Rice University’s ‘COVID Community Court’ Divides Students
Rice University has mobilized its students to monitor violations of COVID-19 guidelines via the COVID Community Court (CCC). The CCC assigns students to investigate and also judge their peers, which is now causing a rift between them.
Rice University launched the CCC to enforce the coronavirus guidelines of the school’s Culture of Care Agreement. All students must sign the agreement, which states that violations “will be handled by the COVID-19 Community Court.”
Selected student judges such as Melody Xiao preside over the CCC. She told Texas Monthly that her fellow students want the “stereotypical college experience” of having parties and social events, but that “this is not a normal semester.” She said that “desperate times call for desperate measures” to ensure that everyone understands the gravity of the situation.
Xiao emphasized the necessity of following safety protocols as she explained to the Houston Chronicle how she got infected through her off-campus part-time job. “We had a customer who refused to wear a mask come in and ended up coughing on me,” she said.
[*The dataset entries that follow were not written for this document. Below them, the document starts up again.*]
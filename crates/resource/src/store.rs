//! A JSON-file-backed link geometry store.
//!
//! The admin upload flow records SVG anchors and template hyperlinks here;
//! planner builds read them back through [`LinkGeometryProvider`].

use lootpixel_traits::{LinkGeometryProvider, ProviderError};
use lootpixel_types::{PdfHyperlink, SvgAnchor};
use serde::{Deserialize, Serialize};
use std::fs;
use std::io::{self, Write};
use std::path::{Path, PathBuf};

/// On-disk layout of the link store.
#[derive(Debug, Clone, Default, PartialEq, Serialize, Deserialize)]
pub struct LinkStoreData {
    #[serde(default)]
    pub svg_anchors: Vec<SvgAnchor>,
    #[serde(default)]
    pub pdf_links: Vec<PdfHyperlink>,
}

#[derive(Debug)]
pub struct JsonLinkStore {
    path: PathBuf,
    data: LinkStoreData,
}

impl JsonLinkStore {
    /// Opens the store at `path`. A missing file is an empty store.
    pub fn open<P: AsRef<Path>>(path: P) -> Result<Self, ProviderError> {
        let path = path.as_ref().to_path_buf();
        let data = match fs::read(&path) {
            Ok(bytes) => serde_json::from_slice(&bytes).map_err(|e| ProviderError::LoadFailed {
                path: path.display().to_string(),
                message: e.to_string(),
            })?,
            Err(e) if e.kind() == io::ErrorKind::NotFound => {
                log::debug!("[LINKSTORE] Link store {} does not exist yet, starting empty", path.display());
                LinkStoreData::default()
            }
            Err(e) => return Err(e.into()),
        };
        Ok(Self { path, data })
    }

    pub fn path(&self) -> &Path {
        &self.path
    }

    pub fn data(&self) -> &LinkStoreData {
        &self.data
    }

    /// Replaces the anchors recorded for `(product, layout_type, option_name)`.
    ///
    /// Re-uploading a layout's SVG supersedes the previous import.
    pub fn record_svg_anchors(
        &mut self,
        product_id: u32,
        layout_type: &str,
        option_name: &str,
        anchors: Vec<SvgAnchor>,
    ) {
        self.data
            .svg_anchors
            .retain(|a| !(a.product_id == product_id && a.belongs_to(layout_type, option_name)));
        log::info!(
            "[LINKSTORE] Recording {} SVG anchors for product {} ({}/{})",
            anchors.len(),
            product_id,
            layout_type,
            option_name
        );
        self.data.svg_anchors.extend(anchors);
    }

    /// Replaces the template hyperlinks recorded for `(layout_type, layout_name)`.
    pub fn record_pdf_links(
        &mut self,
        layout_type: &str,
        layout_name: &str,
        links: Vec<PdfHyperlink>,
    ) {
        self.data
            .pdf_links
            .retain(|l| !(l.layout_type == layout_type && l.layout_name == layout_name));
        log::info!(
            "[LINKSTORE] Recording {} template hyperlinks for {}/{}",
            links.len(),
            layout_type,
            layout_name
        );
        self.data.pdf_links.extend(links);
    }

    /// Writes the store back to disk.
    ///
    /// The file is replaced atomically so concurrent readers never see a
    /// half-written store.
    pub fn save(&self) -> Result<(), ProviderError> {
        let dir = match self.path.parent() {
            Some(parent) if !parent.as_os_str().is_empty() => parent.to_path_buf(),
            _ => PathBuf::from("."),
        };
        fs::create_dir_all(&dir)?;
        let json = serde_json::to_vec_pretty(&self.data)
            .map_err(|e| ProviderError::InvalidFormat(e.to_string()))?;

        let mut tmp = tempfile::NamedTempFile::new_in(&dir)?;
        tmp.write_all(&json)?;
        tmp.persist(&self.path).map_err(|e| ProviderError::Io(e.error.to_string()))?;
        Ok(())
    }
}

impl LinkGeometryProvider for JsonLinkStore {
    fn pdf_links_for(
        &self,
        layout_type: &str,
        layout_name: &str,
    ) -> Result<Vec<PdfHyperlink>, ProviderError> {
        Ok(self
            .data
            .pdf_links
            .iter()
            .filter(|l| l.layout_type == layout_type && l.layout_name == layout_name)
            .cloned()
            .collect())
    }

    fn svg_anchors_for(&self, product_id: u32) -> Result<Vec<SvgAnchor>, ProviderError> {
        Ok(self
            .data
            .svg_anchors
            .iter()
            .filter(|a| a.product_id == product_id)
            .cloned()
            .collect())
    }

    fn name(&self) -> &'static str {
        "JsonLinkStore"
    }
}
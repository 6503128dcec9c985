//! Upload-time imports into a [`JsonLinkStore`].
//!
//! When an admin uploads layout artwork, anchors in its SVG and links in its
//! PDF template are captured once and replayed by every later build.

use crate::error::PipelineError;
use log::info;
use lootpixel_pdf_composer::extract_links;
use lootpixel_resource::JsonLinkStore;
use lootpixel_svg::{load_svg_anchors, to_svg_anchors};
use lootpixel_types::PdfHyperlink;
use lopdf::Document;
use std::path::Path;

/// Records the anchors found in `svg_path` for one layout option of a
/// product, replacing any earlier import for the same scope.
///
/// Returns the number of anchors recorded. The store is not saved.
pub fn import_svg_anchors(
    store: &mut JsonLinkStore,
    product_id: u32,
    layout_type: &str,
    option_name: &str,
    svg_path: &Path,
) -> Result<usize, PipelineError> {
    let elements = load_svg_anchors(svg_path)?;
    let anchors = to_svg_anchors(product_id, layout_type, option_name, elements);
    let count = anchors.len();
    info!(
        "[IMPORT] {} anchors from {} for product {} ({}/{})",
        count,
        svg_path.display(),
        product_id,
        layout_type,
        option_name
    );
    store.record_svg_anchors(product_id, layout_type, option_name, anchors);
    Ok(count)
}

/// Records the internal links of the PDF template at `pdf_path` for a
/// `(layout_type, layout_name)` pair, replacing any earlier import.
///
/// Returns the number of links recorded. The store is not saved.
pub fn import_template_links(
    store: &mut JsonLinkStore,
    layout_type: &str,
    layout_name: &str,
    pdf_path: &Path,
) -> Result<usize, PipelineError> {
    let doc = Document::load(pdf_path)?;
    let links: Vec<PdfHyperlink> = extract_links(&doc)?
        .into_iter()
        .map(|link| PdfHyperlink {
            layout_type: layout_type.to_string(),
            layout_name: layout_name.to_string(),
            page: link.page,
            x: link.rect.x,
            y: link.rect.y,
            width: link.rect.width,
            height: link.rect.height,
            destination: link.destination,
        })
        .collect();
    let count = links.len();
    info!(
        "[IMPORT] {} template links from {} for {}/{}",
        count,
        pdf_path.display(),
        layout_type,
        layout_name
    );
    store.record_pdf_links(layout_type, layout_name, links);
    Ok(count)
}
This incident influenced her decision to become a student judge.
High Cost of Safety
However, some students feel that the CCC has become a “patrol.” Junior Julian Braxton explained that he “can’t help but be a little scared.” He feels that he is being watched whenever he engages in social interactions.
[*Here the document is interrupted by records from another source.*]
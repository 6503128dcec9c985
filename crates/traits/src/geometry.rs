//! LinkGeometryProvider trait for reading persisted link rectangles.
//!
//! Both record kinds are created when an admin uploads layout artwork and
//! are only ever read by planner builds.

use lootpixel_types::{PdfHyperlink, SvgAnchor};
use std::collections::HashMap;
use std::fmt::Debug;
use std::sync::RwLock;
use thiserror::Error;

/// Error type for link geometry lookups.
#[derive(Error, Debug, Clone)]
pub enum ProviderError {
    #[error("Link store not found: {0}")]
    NotFound(String),

    #[error("Failed to load link store '{path}': {message}")]
    LoadFailed { path: String, message: String },

    #[error("Invalid link store format: {0}")]
    InvalidFormat(String),

    #[error("I/O error: {0}")]
    Io(String),
}

impl From<std::io::Error> for ProviderError {
    fn from(err: std::io::Error) -> Self {
        ProviderError::Io(err.to_string())
    }
}

/// Read-only access to the two sources of clickable-link geometry.
pub trait LinkGeometryProvider: Send + Sync + Debug {
    /// Admin template links for a `(layout_type, layout_name)` pair.
    fn pdf_links_for(
        &self,
        layout_type: &str,
        layout_name: &str,
    ) -> Result<Vec<PdfHyperlink>, ProviderError>;

    /// Every SVG anchor recorded for a product, across all layouts.
    fn svg_anchors_for(&self, product_id: u32) -> Result<Vec<SvgAnchor>, ProviderError>;

    /// Anchors for a single layout option of a product.
    fn svg_anchors_for_layout(
        &self,
        product_id: u32,
        layout_type: &str,
        option_name: &str,
    ) -> Result<Vec<SvgAnchor>, ProviderError> {
        Ok(self
            .svg_anchors_for(product_id)?
            .into_iter()
            .filter(|a| a.belongs_to(layout_type, option_name))
            .collect())
    }

    /// Returns a human-readable name for this provider (for logging/debugging).
    fn name(&self) -> &'static str;
}

/// An in-memory link geometry provider.
///
/// Records are kept in insertion order, which is the iteration order builds see.
#[derive(Debug, Default)]
pub struct InMemoryLinkGeometry {
    pdf_links: RwLock<Vec<PdfHyperlink>>,
    svg_anchors: RwLock<HashMap<u32, Vec<SvgAnchor>>>,
}

impl InMemoryLinkGeometry {
    pub fn new() -> Self {
        Self::default()
    }

    /// Add a template hyperlink.
    ///
    /// # Errors
    ///
    /// Returns `ProviderError::LoadFailed` if the internal lock is poisoned.
    pub fn add_pdf_link(&self, link: PdfHyperlink) -> Result<(), ProviderError> {
        let mut links = self.pdf_links.write().map_err(|_| poisoned("pdf_links"))?;
        links.push(link);
        Ok(())
    }

    /// Add an SVG anchor under its product.
    ///
    /// # Errors
    ///
    /// Returns `ProviderError::LoadFailed` if the internal lock is poisoned.
    pub fn add_svg_anchor(&self, anchor: SvgAnchor) -> Result<(), ProviderError> {
        let mut anchors = self.svg_anchors.write().map_err(|_| poisoned("svg_anchors"))?;
        anchors.entry(anchor.product_id).or_default().push(anchor);
        Ok(())
    }

    /// Total number of stored records of both kinds.
    ///
    /// Returns 0 if a lock is poisoned.
    pub fn len(&self) -> usize {
        let links = self.pdf_links.read().map(|l| l.len()).unwrap_or(0);
        let anchors = self
            .svg_anchors
            .read()
            .map(|a| a.values().map(Vec::len).sum())
            .unwrap_or(0);
        links + anchors
    }

    pub fn is_empty(&self) -> bool {
        self.len() == 0
    }
}

fn poisoned(store: &str) -> ProviderError {
    ProviderError::LoadFailed {
        path: store.to_string(),
        message: "link store lock poisoned".to_string(),
    }
}

impl LinkGeometryProvider for InMemoryLinkGeometry {
    fn pdf_links_for(
        &self,
        layout_type: &str,
        layout_name: &str,
    ) -> Result<Vec<PdfHyperlink>, ProviderError> {
        let links = self.pdf_links.read().map_err(|_| poisoned("pdf_links"))?;
        Ok(links
            .iter()
            .filter(|l| l.layout_type == layout_type && l.layout_name == layout_name)
            .cloned()
            .collect())
    }

    fn svg_anchors_for(&self, product_id: u32) -> Result<Vec<SvgAnchor>, ProviderError> {
        let anchors = self.svg_anchors.read().map_err(|_| poisoned("svg_anchors"))?;
        Ok(anchors.get(&product_id).cloned().unwrap_or_default())
    }

    fn name(&self) -> &'static str {
        "InMemoryLinkGeometry"
    }
}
Abigail King, another junior, told Texas Monthly that students are wary of their peers acting as judges. In her opinion, the cost of the measure is “reduced trust in the student body and turning students against each other.”
Jackson Jeffcoat, a student serving on the CCC, contended that sacrificing some liberties is necessary to keep the university functioning during the pandemic. He noted that the court is “more educational than punitive,” as penalties range from writing a letter of apology to completing a research paper or rendering community service.
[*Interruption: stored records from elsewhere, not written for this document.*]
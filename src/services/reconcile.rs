use crate::debug_if_enabled;
use crate::model::{DeviceId, DeviceMap, Mapping, ProcessId};
use crate::services::audio::{AudioDevicePort, DeviceCatalog};
use crate::services::display::DisplayPort;
use std::collections::{HashMap, HashSet};
use tracing::{info, warn};

/// Последнее успешно применённое устройство для каждого PID.
///
/// Запись появляется только после успешного вызова назначения. Подтверждения
/// от ОС нет, поэтому кэш отражает отправленные команды, а не фактическое состояние.
#[derive(Debug, Clone, Default, PartialEq, Eq)]
pub struct ReconciliationCache {
    entries: HashMap<ProcessId, DeviceId>,
}

impl ReconciliationCache {
    pub fn new() -> Self {
        Self::default()
    }

    pub fn get(&self, pid: ProcessId) -> Option<&DeviceId> {
        self.entries.get(&pid)
    }

    pub fn record(&mut self, pid: ProcessId, device: DeviceId) {
        self.entries.insert(pid, device);
    }

    pub fn forget(&mut self, pid: ProcessId) -> Option<DeviceId> {
        self.entries.remove(&pid)
    }

    /// Удаляет записи процессов, которых больше нет. Возвращает число удалённых.
    pub fn retain_pids(&mut self, alive: &HashSet<ProcessId>) -> usize {
        let before = self.entries.len();
        self.entries.retain(|pid, _| alive.contains(pid));
        before - self.entries.len()
    }

    pub fn len(&self) -> usize {
        self.entries.len()
    }

    pub fn is_empty(&self) -> bool {
        self.entries.is_empty()
    }

    pub fn iter(&self) -> impl Iterator<Item = (ProcessId, &DeviceId)> {
        self.entries.iter().map(|(pid, id)| (*pid, id))
    }
}

/// Целевое устройство для каждого процесса с видимым окном на назначенном экране.
/// Процессы на экранах без маппинга или с отсутствующим устройством не попадают в результат.
pub fn resolve_targets(
    owners: &HashMap<ProcessId, String>,
    devices: &DeviceMap,
    mapping: &Mapping,
) -> HashMap<ProcessId, DeviceId> {
    owners
        .iter()
        .filter_map(|(pid, display)| {
            let device_name = mapping.device_for(display)?;
            let id = devices.get(device_name)?;
            Some((*pid, id.clone()))
        })
        .collect()
}

pub async fn resolve_all(
    display: &dyn DisplayPort,
    catalog: &DeviceCatalog,
    mapping: &Mapping,
) -> HashMap<ProcessId, DeviceId> {
    let owners = display.all_visible_window_owners().await;
    let devices = catalog.devices().await;
    resolve_targets(&owners, &devices, mapping)
}

/// Назначает устройства только тем PID, у которых цель изменилась.
///
/// Результат: неизменившиеся и успешно применённые записи из `new`.
/// Неудачные попытки не попадают в кэш и будут повторены.
pub async fn apply_delta(
    audio: &dyn AudioDevicePort,
    old: &ReconciliationCache,
    new: HashMap<ProcessId, DeviceId>,
) -> ReconciliationCache {
    let mut updated = ReconciliationCache::new();
    let (mut applied, mut unchanged, mut failed) = (0usize, 0usize, 0usize);

    for (pid, device) in new {
        if old.get(pid) == Some(&device) {
            unchanged += 1;
            updated.record(pid, device);
            continue;
        }

        match audio.assign_process_device(pid, &device).await {
            Ok(()) => {
                debug_if_enabled!("PID {} -> {}", pid, device);
                applied += 1;
                updated.record(pid, device);
            }
            Err(e) => {
                warn!("Не удалось изменить аудиоустройство для PID {}: {}", pid, e);
                failed += 1;
            }
        }
    }

    info!(
        "Массовое согласование: применено {}, без изменений {}, ошибок {}",
        applied, unchanged, failed
    );
    updated
}

#[cfg(test)]
mod tests {
    use super::*;
    use crate::services::audio::DryRunAudioPort;
    use crate::services::display::DryRunDisplayPort;
    use std::sync::Arc;
    use std::time::Duration;

    fn devices() -> DeviceMap {
        [("Speakers", "dev-A"), ("Headphones", "dev-B")]
            .into_iter()
            .map(|(name, id)| (name.to_string(), DeviceId::from(id)))
            .collect()
    }

    fn targets(pairs: &[(ProcessId, &str)]) -> HashMap<ProcessId, DeviceId> {
        pairs.iter().map(|(pid, id)| (*pid, DeviceId::from(*id))).collect()
    }

    fn audio() -> DryRunAudioPort {
        DryRunAudioPort::with_devices([("Speakers", "dev-A"), ("Headphones", "dev-B")])
    }

    #[test]
    fn test_resolve_targets_skips_unmapped_displays() {
        let owners: HashMap<ProcessId, String> = [
            (1, "Screen1"),
            (2, "Screen2"),
            (3, "Screen3"),
            (4, "Screen4"),
        ]
        .into_iter()
        .map(|(pid, display)| (pid, display.to_string()))
        .collect();

        let mapping: Mapping = [
            ("Screen1", "Speakers"),
            ("Screen2", "Headphones"),
            ("Screen3", "Unplugged DAC"),
            ("Screen4", ""),
        ]
        .into_iter()
        .collect();

        let resolved = resolve_targets(&owners, &devices(), &mapping);
        assert_eq!(resolved, targets(&[(1, "dev-A"), (2, "dev-B")]));
    }

    #[tokio::test]
    async fn test_first_resolution_applies_every_entry_once() {
        let audio = audio();
        let new = targets(&[(1, "dev-A"), (2, "dev-B"), (3, "dev-A")]);

        let cache = apply_delta(&audio, &ReconciliationCache::new(), new).await;

        let mut calls = audio.assignments();
        calls.sort();
        assert_eq!(
            calls,
            vec![
                (1, DeviceId::from("dev-A")),
                (2, DeviceId::from("dev-B")),
                (3, DeviceId::from("dev-A")),
            ]
        );
        assert_eq!(cache.len(), 3);
    }

    #[tokio::test]
    async fn test_unchanged_targets_make_no_calls() {
        let audio = audio();
        let old = apply_delta(&audio, &ReconciliationCache::new(), targets(&[(1, "dev-A"), (2, "dev-B")])).await;
        assert_eq!(audio.assignments().len(), 2);

        let cache = apply_delta(&audio, &old, targets(&[(1, "dev-A"), (2, "dev-A")])).await;

        let calls = audio.assignments();
        assert_eq!(calls.len(), 3);
        assert_eq!(calls[2], (2, DeviceId::from("dev-A")));
        assert_eq!(cache.get(1), Some(&DeviceId::from("dev-A")));
        assert_eq!(cache.get(2), Some(&DeviceId::from("dev-A")));
    }

    #[tokio::test]
    async fn test_failed_apply_is_excluded_and_retried() {
        let audio = audio();
        audio.fail_assignments_for(2);

        let cache = apply_delta(&audio, &ReconciliationCache::new(), targets(&[(1, "dev-A"), (2, "dev-B")])).await;
        assert_eq!(cache.get(2), None);
        assert_eq!(cache.len(), 1);

        audio.clear_failures();
        let cache = apply_delta(&audio, &cache, targets(&[(1, "dev-A"), (2, "dev-B")])).await;
        assert_eq!(cache.get(2), Some(&DeviceId::from("dev-B")));
        // PID 1 повторно не назначался
        assert_eq!(audio.assignments().iter().filter(|(pid, _)| *pid == 1).count(), 1);
    }

    #[tokio::test]
    async fn test_resolve_all_uses_live_state() {
        let audio = Arc::new(audio());
        let catalog = DeviceCatalog::new(audio.clone(), Duration::ZERO);
        let display = DryRunDisplayPort::scripted(&["Screen1", "Screen2"]);
        display.add_window(10, "Player", "Screen1");
        display.add_window(11, "Chat", "Screen2");

        let mapping: Mapping = [("Screen1", "Speakers")].into_iter().collect();
        let resolved = resolve_all(&display, &catalog, &mapping).await;

        assert_eq!(resolved, targets(&[(10, "dev-A")]));
    }

    #[test]
    fn test_retain_pids() {
        let mut cache = ReconciliationCache::new();
        cache.record(1, DeviceId::from("dev-A"));
        cache.record(2, DeviceId::from("dev-B"));

        let alive: HashSet<ProcessId> = [2].into_iter().collect();
        assert_eq!(cache.retain_pids(&alive), 1);
        assert_eq!(cache.iter().collect::<Vec<_>>(), vec![(2, &DeviceId::from("dev-B"))]);
    }
}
“Whenever we hear that a student is feeling like another student’s behavior is endangering them or the college environment, we want to address that and make sure people feel safe on campus,” Jeffcoat said.
The CCC is likely to continue as Rice University has one of the lowest COVID-19 infection rates among colleges in Texas. Enforcement of the rules is considered a key factor in having kept rates low among the university’s 7,500 students.